Their goal is to make 108 stanchions — complete with chains or retractable belts, depending on design — by the end of December. Batches of completed stanchions will be distributed to schools districtwide and sold locally for a fraction of what they might traditionally cost.
“Now,” Whitefield said, “we need to direct traffic more than ever.”
The fall projects by Discovery’s engineering students is an expansion of a spring project to assist health care workers. Camas’ robotics team, Team Mean Machine, designed, produced and printed eye and face shields for health care workers when personal protective equipment ran short early in the pandemic.
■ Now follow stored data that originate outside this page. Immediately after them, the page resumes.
//! Deep-merge mechanics for attribute mappings.

use serde_json::{Map, Value};

/// Overlay `layer` onto `target`, updating `target` in place.
///
/// Behaviour:
/// - When both sides are objects they merge key-wise, recursively.
/// - Any other `layer` replaces `target` wholesale. Arrays are never combined
///   element by element.
///
/// # Examples
///
/// ```rust
/// use merge_attributes::merge_value;
/// use serde_json::json;
///
/// let mut acc = json!({"id": "a", "data": {"url": "/x"}});
/// merge_value(&mut acc, json!({"data": {"remote": true}, "rel": "noopener"}));
/// assert_eq!(
///     acc,
///     json!({"id": "a", "data": {"url": "/x", "remote": true}, "rel": "noopener"})
/// );
///
/// // Arrays replace existing values.
/// merge_value(&mut acc, json!({"data": [1, 2]}));
/// assert_eq!(acc["data"], json!([1, 2]));
/// ```
pub fn merge_value(target: &mut Value, layer: Value) {
    match layer {
        Value::Object(incoming) => match target {
            Value::Object(existing) => merge_map(existing, incoming),
            other => *other = Value::Object(incoming),
        },
        replacement => *target = replacement,
    }
}

/// Merge the mapping `layer` into `target`.
///
/// Keys only present in `target` are untouched, keys only present in `layer`
/// are appended in `layer`'s order, and shared keys follow [`merge_value`].
pub fn merge_map(target: &mut Map<String, Value>, layer: Map<String, Value>) {
    for (key, value) in layer {
        match target.get_mut(&key) {
            Some(existing) => merge_value(existing, value),
            None => {
                target.insert(key, value);
            }
        }
    }
}

/// Fold `contributions` left to right: the first seeds the result and every
/// later mapping is merged on top.
pub(crate) fn fold<I>(contributions: I) -> Map<String, Value>
where
    I: IntoIterator<Item = Map<String, Value>>,
{
    let mut iter = contributions.into_iter();
    let Some(mut result) = iter.next() else {
        return Map::new();
    };
    for layer in iter {
        merge_map(&mut result, layer);
    }
    result
}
Since then, eye and face shields have topped a combined 22,000 for 95 health organizations.
And now, they’ve added desk shields and stanchions to their project experience to keep students’ skills sharp in a real-world application.
“It’s nice to be here in the shop to do this project because we can learn how to actually bring it to life,” said Oscar Jarrell, a junior.
Principal Aaron Smith said hands-on projects like these at Discovery and neighboring Odyssey Middle School, project-based schools that opened in 2017 on the Pacific Rim campus, are what the schools are all about: teaching the content for letting students work on real-world problems.
“This project right here covers all of that,” he said. “Project based on cost, designing it, producing it, and contributing to our situation.”
Jarrell and Ruseoliver are members of Camas’ Team Mean Machine that had its competition season cut short in March when schools closed. Helping the greater good through innovative ideas is time well spent.
“It’s a great alternative,” Ruseoliver said.